Personalized medicine is a step away from a “one-size-fits-all” approach to health care. The model uses information gathered from a patient’s genome to plan for care, treatment and services, and to some extent, predict a likely health trajectory, according to the National Human Genome Research Institute, part of the National Institutes of Health.
But some argue that palliative care — which focuses heavily on patients’ own wishes and goals — is a form of personalized medicine, Dr. Bill Logan, national medical director and chief medical officer for Carelon Health, a subsidiary of Elevance Health (NYSE: ELV), said at the Hospice News Palliative Care Conference in Tampa, Florida.
“Every single individual is impacted somewhat differently by their disease processes. We can personalize people right down to their genome. Unfortunately, that gives you a genotype of that individual, but it doesn’t give you their phenotype,” Logan told Palliative Care News. “Palliative care is a specialty that is specifically focused on mitigating suffering, and suffering can literally be from any aspect of that person’s life journey, or health care journey. This is the part that involves a human sitting in front of another human gathering information, getting to know that individual and planning an approach to that person’s health care journey that fits them specifically.”
Carelon was formerly known as CareMore Health and Aspire Health, and the company is the largest provider of community-based palliative care in the United States, in addition to other services. Last year Carelon served over 22,000 patients in 42 states and more than 100,000 since its inception. By payer mix, the company services populations covered through Medicare, Medicaid and private insurance.
The company’s care model includes an interdisciplinary team consisting of board-certified palliative care physicians, advanced practice nurses, social workers, care management registered nurses and a triage hotline.
“Palliative care trained nurses man that triage line, and the reason that’s important is because if one of my patients called into your average primary care shop and started describing some of the symptoms, they get told to go to the ER,” Logan said. “Having palliative care nurses be on the phone and being able to access our EMR, know all of the assessments that have been put in for the patient, delve into that and really counsel that patient out of a place of knowledge is very powerful.”
Carelon uses proprietary AI tools to identify patients in need of care through analysis of claims data, Logan said.
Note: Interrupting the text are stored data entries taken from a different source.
//! Firewall redirect rules pinning guest web traffic to the proxy.
//!
//! Thin wrapper over the `iptables` CLI with a narrow contract: add two nat
//! PREROUTING REDIRECT rules on install, delete them on teardown. Teardown
//! tolerates already-removed rules so repeated cleanup is safe.

use std::process::Command;

use crate::{Error, Result};

/// Installed redirect rules for one sandbox interface.
#[derive(Debug)]
pub struct RedirectRules {
    iface: String,
    http_port: u16,
    https_port: u16,
    installed: bool,
}

impl RedirectRules {
    /// Installs REDIRECT rules: guest :80 → `http_port`, :443 → `https_port`
    /// on `iface`.
    pub fn install(iface: &str, http_port: u16, https_port: u16) -> Result<Self> {
        run_rule("-A", iface, 80, http_port)?;
        if let Err(e) = run_rule("-A", iface, 443, https_port) {
            // Keep rule state consistent: undo the first rule.
            let _ = run_rule("-D", iface, 80, http_port);
            return Err(e);
        }
        tracing::debug!(iface, http_port, https_port, "redirect rules installed");
        Ok(Self {
            iface: iface.to_owned(),
            http_port,
            https_port,
            installed: true,
        })
    }

    /// Removes the rules. Idempotent: repeat calls and already-removed rules
    /// are not errors.
    pub fn remove(&mut self) {
        if !self.installed {
            return;
        }
        if let Err(e) = run_rule("-D", &self.iface, 80, self.http_port) {
            tracing::debug!(iface = %self.iface, error = %e, "http redirect rule already gone");
        }
        if let Err(e) = run_rule("-D", &self.iface, 443, self.https_port) {
            tracing::debug!(iface = %self.iface, error = %e, "https redirect rule already gone");
        }
        self.installed = false;
    }
}

impl Drop for RedirectRules {
    fn drop(&mut self) {
        self.remove();
    }
}

fn run_rule(action: &str, iface: &str, dport: u16, to_port: u16) -> Result<()> {
    let output = Command::new("iptables")
        .args([
            "-t",
            "nat",
            action,
            "PREROUTING",
            "-i",
            iface,
            "-p",
            "tcp",
            "--dport",
            &dport.to_string(),
            "-j",
            "REDIRECT",
            "--to-ports",
            &to_port.to_string(),
        ])
        .output()
        .map_err(|e| Error::Firewall(format!("failed to run iptables: {e}")))?;

    if !output.status.success() {
        return Err(Error::Firewall(
            String::from_utf8_lossy(&output.stderr).trim().to_owned(),
        ));
    }
    Ok(())
}
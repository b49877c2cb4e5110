//! Runtime configuration, resolved once and passed explicitly.
//!
//! No hidden process-wide state: everything path- or timeout-shaped lives
//! here and flows into the components that need it.

use std::path::PathBuf;
use std::time::Duration;

use crate::{Error, Result};

/// Resolved runtime configuration.
#[derive(Debug, Clone)]
#[non_exhaustive]
pub struct Config {
    /// State root (default `$HOME/.cache/matchlock`, or `$MATCHLOCK_HOME`).
    pub root_dir: PathBuf,
    /// VMM binary invoked with a JSON config file.
    pub vmm_binary: PathBuf,
    /// Guest kernel image.
    pub kernel_image: PathBuf,
    /// Bound on the guest ready signal after VMM spawn.
    pub ready_timeout: Duration,
    /// Grace period between SIGTERM and SIGKILL on stop.
    pub stop_grace: Duration,
    /// Overall bound on sandbox start.
    pub start_timeout: Duration,
}

impl Config {
    /// Resolves the configuration from the environment.
    pub fn load() -> Result<Self> {
        let root_dir = if let Ok(home) = std::env::var("MATCHLOCK_HOME") {
            PathBuf::from(home)
        } else {
            dirs::cache_dir()
                .ok_or_else(|| Error::Config("cannot determine cache directory".into()))?
                .join("matchlock")
        };
        Ok(Self::at(root_dir))
    }

    /// Builds a configuration rooted at an explicit directory.
    pub fn at(root_dir: impl Into<PathBuf>) -> Self {
        let root_dir = root_dir.into();
        Self {
            kernel_image: root_dir.join("kernel").join("vmlinux"),
            vmm_binary: PathBuf::from("firecracker"),
            root_dir,
            ready_timeout: Duration::from_secs(30),
            stop_grace: Duration::from_secs(10),
            start_timeout: Duration::from_secs(120),
        }
    }

    /// Per-VM state directories live here.
    pub fn vms_dir(&self) -> PathBuf {
        self.root_dir.join("vms")
    }

    /// Named ext4 volumes live here.
    pub fn volumes_dir(&self) -> PathBuf {
        self.root_dir.join("volumes")
    }

    /// Image blob cache and catalog live here.
    pub fn images_dir(&self) -> PathBuf {
        self.root_dir.join("images")
    }
}

#[cfg(test)]
#[allow(clippy::unwrap_used)]
mod tests {
    use super::*;

    #[test]
    fn directories_hang_off_the_root() {
        let config = Config::at("/tmp/mlk-test");
        assert_eq!(config.vms_dir(), PathBuf::from("/tmp/mlk-test/vms"));
        assert_eq!(config.volumes_dir(), PathBuf::from("/tmp/mlk-test/volumes"));
        assert_eq!(config.images_dir(), PathBuf::from("/tmp/mlk-test/images"));
        assert_eq!(
            config.kernel_image,
            PathBuf::from("/tmp/mlk-test/kernel/vmlinux")
        );
    }
}
//! Host-side access to the VMM's vsock UDS multiplexer.
//!
//! The VMM exposes one Unix socket per instance. Guest-initiated connections
//! to guest port `N` surface on a host listener bound at `<uds>_<N>`;
//! host-initiated connections open `<uds>` itself and negotiate the target
//! port with a `CONNECT <port>` line, answered by `OK <assigned>`.

use std::io;
use std::path::{Path, PathBuf};
use std::time::Duration;

use tokio::io::{AsyncReadExt, AsyncWriteExt};
use tokio::net::{UnixListener, UnixStream};

/// Host listener path for guest-initiated connections to `port`.
pub fn listener_path(uds: &Path, port: u32) -> PathBuf {
    let mut path = uds.as_os_str().to_owned();
    path.push(format!("_{port}"));
    PathBuf::from(path)
}

/// Binds the host listener for guest-initiated connections to `port`,
/// replacing any stale socket file.
pub fn bind_port(uds: &Path, port: u32) -> io::Result<UnixListener> {
    let path = listener_path(uds, port);
    if path.exists() {
        std::fs::remove_file(&path)?;
    }
    UnixListener::bind(&path)
}

/// Opens a host-initiated connection to guest `port` via the multiplexer.
pub async fn connect_port(uds: &Path, port: u32) -> io::Result<UnixStream> {
    let mut stream = UnixStream::connect(uds).await?;
    stream
        .write_all(format!("CONNECT {port}\n").as_bytes())
        .await?;

    // The multiplexer answers with a single `OK <port>\n` line.
    let mut line = Vec::with_capacity(16);
    let mut byte = [0u8; 1];
    loop {
        let n = stream.read(&mut byte).await?;
        if n == 0 {
            return Err(io::Error::new(
                io::ErrorKind::UnexpectedEof,
                "vsock multiplexer closed during CONNECT",
            ));
        }
        if byte[0] == b'\n' {
            break;
        }
        line.push(byte[0]);
        if line.len() > 64 {
            return Err(io::Error::new(
                io::ErrorKind::InvalidData,
                "oversized CONNECT response",
            ));
        }
    }

    if line.starts_with(b"OK") {
        Ok(stream)
    } else {
        Err(io::Error::new(
            io::ErrorKind::ConnectionRefused,
            format!(
                "vsock CONNECT {port} refused: {}",
                String::from_utf8_lossy(&line)
            ),
        ))
    }
}

/// Waits for the guest ready signal: a bare connect on the ready port.
///
/// The listener must be bound before the VMM spawns so the signal cannot be
/// lost; pass it in from the coordinator.
pub async fn wait_ready(listener: &UnixListener, timeout: Duration) -> io::Result<()> {
    tokio::time::timeout(timeout, listener.accept())
        .await
        .map_err(|_| {
            io::Error::new(io::ErrorKind::TimedOut, "guest ready signal did not arrive")
        })?
        .map(|_| ())
}

#[cfg(test)]
#[allow(clippy::unwrap_used)]
mod tests {
    use super::*;

    #[test]
    fn listener_paths_append_the_port() {
        assert_eq!(
            listener_path(Path::new("/run/vm/vsock.sock"), 5001),
            PathBuf::from("/run/vm/vsock.sock_5001")
        );
    }

    #[tokio::test]
    async fn connect_negotiates_with_the_multiplexer() {
        let dir = tempfile::tempdir().unwrap();
        let uds = dir.path().join("vsock.sock");
        let listener = UnixListener::bind(&uds).unwrap();

        // Mock multiplexer: accept, expect CONNECT, grant it.
        tokio::spawn(async move {
            let (mut conn, _) = listener.accept().await.unwrap();
            let mut buf = [0u8; 32];
            let n = conn.read(&mut buf).await.unwrap();
            assert_eq!(&buf[..n], b"CONNECT 5000\n");
            conn.write_all(b"OK 5000\n").await.unwrap();
            // Keep the stream open until the client is done.
            let _ = conn.read(&mut buf).await;
        });

        let stream = connect_port(&uds, 5000).await.unwrap();
        drop(stream);
    }

    #[tokio::test]
    async fn connect_refusal_is_an_error() {
        let dir = tempfile::tempdir().unwrap();
        let uds = dir.path().join("vsock.sock");
        let listener = UnixListener::bind(&uds).unwrap();

        tokio::spawn(async move {
            let (mut conn, _) = listener.accept().await.unwrap();
            let mut buf = [0u8; 32];
            let _ = conn.read(&mut buf).await.unwrap();
            conn.write_all(b"ERR no listener\n").await.unwrap();
        });

        let err = connect_port(&uds, 9).await.unwrap_err();
        assert_eq!(err.kind(), io::ErrorKind::ConnectionRefused);
    }

    #[tokio::test]
    async fn ready_signal_is_a_bare_connect() {
        let dir = tempfile::tempdir().unwrap();
        let uds = dir.path().join("vsock.sock");
        let ready = bind_port(&uds, matchlock_proto::READY_PORT).unwrap();

        let ready_path = listener_path(&uds, matchlock_proto::READY_PORT);
        tokio::spawn(async move {
            let _ = UnixStream::connect(&ready_path).await;
        });

        wait_ready(&ready, Duration::from_secs(5)).await.unwrap();
    }

    #[tokio::test]
    async fn ready_wait_times_out() {
        let dir = tempfile::tempdir().unwrap();
        let uds = dir.path().join("vsock.sock");
        let ready = bind_port(&uds, matchlock_proto::READY_PORT).unwrap();
        let err = wait_ready(&ready, Duration::from_millis(50)).await.unwrap_err();
        assert_eq!(err.kind(), io::ErrorKind::TimedOut);
    }
}
//! FUSE-over-vsock RPC records and framing.
//!
//! Each direction sends `u32 big-endian length || record`. Records are
//! postcard-serialized tagged structs; the operation enumeration is a closed
//! set. Errors travel as signed 32-bit POSIX-style codes on the response
//! (`0` = success, negative = errno).

use std::io;

use serde::{Deserialize, Serialize};
use tokio::io::{AsyncRead, AsyncReadExt, AsyncWrite, AsyncWriteExt};

use crate::MAX_FRAME;

/// Filesystem operation codes.
#[derive(Debug, Clone, Copy, PartialEq, Eq, Serialize, Deserialize)]
#[non_exhaustive]
pub enum VfsOp {
    /// Resolve a path to its attributes.
    Lookup,
    /// Fetch attributes for a path.
    Getattr,
    /// Update size/mode/mtime for a path.
    Setattr,
    /// Read from an open handle.
    Read,
    /// Write to an open handle.
    Write,
    /// Create a regular file and open it.
    Create,
    /// Create a directory.
    Mkdir,
    /// Remove a file.
    Unlink,
    /// Remove an empty directory.
    Rmdir,
    /// Rename within one mount.
    Rename,
    /// Open an existing file.
    Open,
    /// Release an open handle.
    Release,
    /// Enumerate a directory.
    Readdir,
    /// Flush an open handle to stable storage.
    Fsync,
    /// Create a directory and all missing parents.
    MkdirAll,
}

/// Stat record returned by lookup/getattr.
#[derive(Debug, Clone, Copy, Default, PartialEq, Eq, Serialize, Deserialize)]
#[non_exhaustive]
pub struct FileStat {
    /// File size in bytes (0 for directories).
    pub size: u64,
    /// Unix permission bits plus setuid/setgid/sticky.
    pub mode: u32,
    /// Modification time, seconds since the Unix epoch.
    pub mtime: u64,
    /// Whether the entry is a directory.
    pub is_dir: bool,
}

impl FileStat {
    /// Constructs a stat record from its fields.
    #[must_use]
    pub const fn new(size: u64, mode: u32, mtime: u64, is_dir: bool) -> Self {
        Self {
            size,
            mode,
            mtime,
            is_dir,
        }
    }
}

/// One entry of a readdir response. `.` and `..` are never included.
#[derive(Debug, Clone, PartialEq, Eq, Serialize, Deserialize)]
#[non_exhaustive]
pub struct DirEntry {
    /// Entry name (single path component).
    pub name: String,
    /// Whether the entry is a directory.
    pub is_dir: bool,
    /// Unix permission bits.
    pub mode: u32,
    /// File size in bytes.
    pub size: u64,
}

impl DirEntry {
    /// Constructs a readdir entry from its fields.
    #[must_use]
    pub fn new(name: String, is_dir: bool, mode: u32, size: u64) -> Self {
        Self {
            name,
            is_dir,
            mode,
            size,
        }
    }
}

/// A single filesystem request. Unused fields stay `None`.
#[derive(Debug, Clone, Serialize, Deserialize)]
#[non_exhaustive]
pub struct VfsRequest {
    /// Operation to perform.
    pub op: VfsOp,
    /// Primary path argument.
    pub path: Option<String>,
    /// Destination path (rename only).
    pub new_path: Option<String>,
    /// Open handle (read/write/release/fsync).
    pub handle: Option<u64>,
    /// Byte offset (read/write).
    pub offset: Option<u64>,
    /// Byte count (read) or setattr size.
    pub size: Option<u64>,
    /// Payload bytes (write).
    pub data: Option<Vec<u8>>,
    /// Open flags (open/create).
    pub flags: Option<u32>,
    /// Permission mode (create/mkdir/setattr).
    pub mode: Option<u32>,
}

impl VfsRequest {
    /// Creates a request with every argument unset.
    pub const fn new(op: VfsOp) -> Self {
        Self {
            op,
            path: None,
            new_path: None,
            handle: None,
            offset: None,
            size: None,
            data: None,
            flags: None,
            mode: None,
        }
    }

    /// Creates a request carrying only a path.
    pub fn for_path(op: VfsOp, path: impl Into<String>) -> Self {
        let mut req = Self::new(op);
        req.path = Some(path.into());
        req
    }
}

/// A single filesystem response. `err` is `0` on success, a negative
/// POSIX errno on failure; payload fields are set per-operation.
#[derive(Debug, Clone, Default, Serialize, Deserialize)]
#[non_exhaustive]
pub struct VfsResponse {
    /// `0` = success, negative POSIX errno otherwise.
    pub err: i32,
    /// Attributes (lookup/getattr/setattr).
    pub stat: Option<FileStat>,
    /// Read payload.
    pub data: Option<Vec<u8>>,
    /// Bytes accepted by a write.
    pub written: Option<u64>,
    /// Handle from open/create.
    pub handle: Option<u64>,
    /// Readdir entries.
    pub entries: Option<Vec<DirEntry>>,
}

impl VfsResponse {
    /// A bare success response.
    pub fn ok() -> Self {
        Self::default()
    }

    /// A failure response with the given negative errno.
    pub fn error(err: i32) -> Self {
        Self {
            err,
            ..Self::default()
        }
    }

    /// Sets the `stat` field.
    #[must_use]
    pub fn with_stat(mut self, stat: FileStat) -> Self {
        self.stat = Some(stat);
        self
    }

    /// Sets the `data` field.
    #[must_use]
    pub fn with_data(mut self, data: Vec<u8>) -> Self {
        self.data = Some(data);
        self
    }

    /// Sets the `written` field.
    #[must_use]
    pub fn with_written(mut self, written: u64) -> Self {
        self.written = Some(written);
        self
    }

    /// Sets the `handle` field.
    #[must_use]
    pub fn with_handle(mut self, handle: u64) -> Self {
        self.handle = Some(handle);
        self
    }

    /// Sets the `entries` field.
    #[must_use]
    pub fn with_entries(mut self, entries: Vec<DirEntry>) -> Self {
        self.entries = Some(entries);
        self
    }
}

/// Sends a postcard-serialized record with a 4-byte big-endian length prefix.
pub async fn send<T: Serialize>(w: &mut (impl AsyncWrite + Unpin), msg: &T) -> io::Result<()> {
    let payload =
        postcard::to_allocvec(msg).map_err(|e| io::Error::new(io::ErrorKind::InvalidData, e))?;
    let len = u32::try_from(payload.len())
        .map_err(|_| io::Error::new(io::ErrorKind::InvalidData, "frame exceeds u32::MAX"))?;
    let mut frame = Vec::with_capacity(4 + payload.len());
    frame.extend_from_slice(&len.to_be_bytes());
    frame.extend_from_slice(&payload);
    w.write_all(&frame).await?;
    w.flush().await
}

/// Receives and deserializes a length-prefixed record.
pub async fn recv<T: for<'de> Deserialize<'de>>(r: &mut (impl AsyncRead + Unpin)) -> io::Result<T> {
    let mut hdr = [0u8; 4];
    r.read_exact(&mut hdr).await?;
    let len = u32::from_be_bytes(hdr);
    if len > MAX_FRAME {
        return Err(io::Error::new(
            io::ErrorKind::InvalidData,
            "frame exceeds 16 MiB limit",
        ));
    }
    let mut payload = vec![0u8; len as usize];
    r.read_exact(&mut payload).await?;
    postcard::from_bytes(&payload).map_err(|e| io::Error::new(io::ErrorKind::InvalidData, e))
}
This enables their clinicians to engage with patients and come into their homes.
However, barriers exist, and the chief among them may be the generally poor understanding of palliative care among the public. For one, these services are also conflated with hospice care. This requires a good deal of education for patients and families.
“One of the biggest challenges still is having those folks accept something that’s called ‘palliative care,’ and I have worked a lot with our outreach teams to make sure that they have scripts that help work through that,” Logan said. “We want folks to understand that we don’t think that we think they’re going to die, particularly younger individuals who are closer to that initial point of diagnosis.”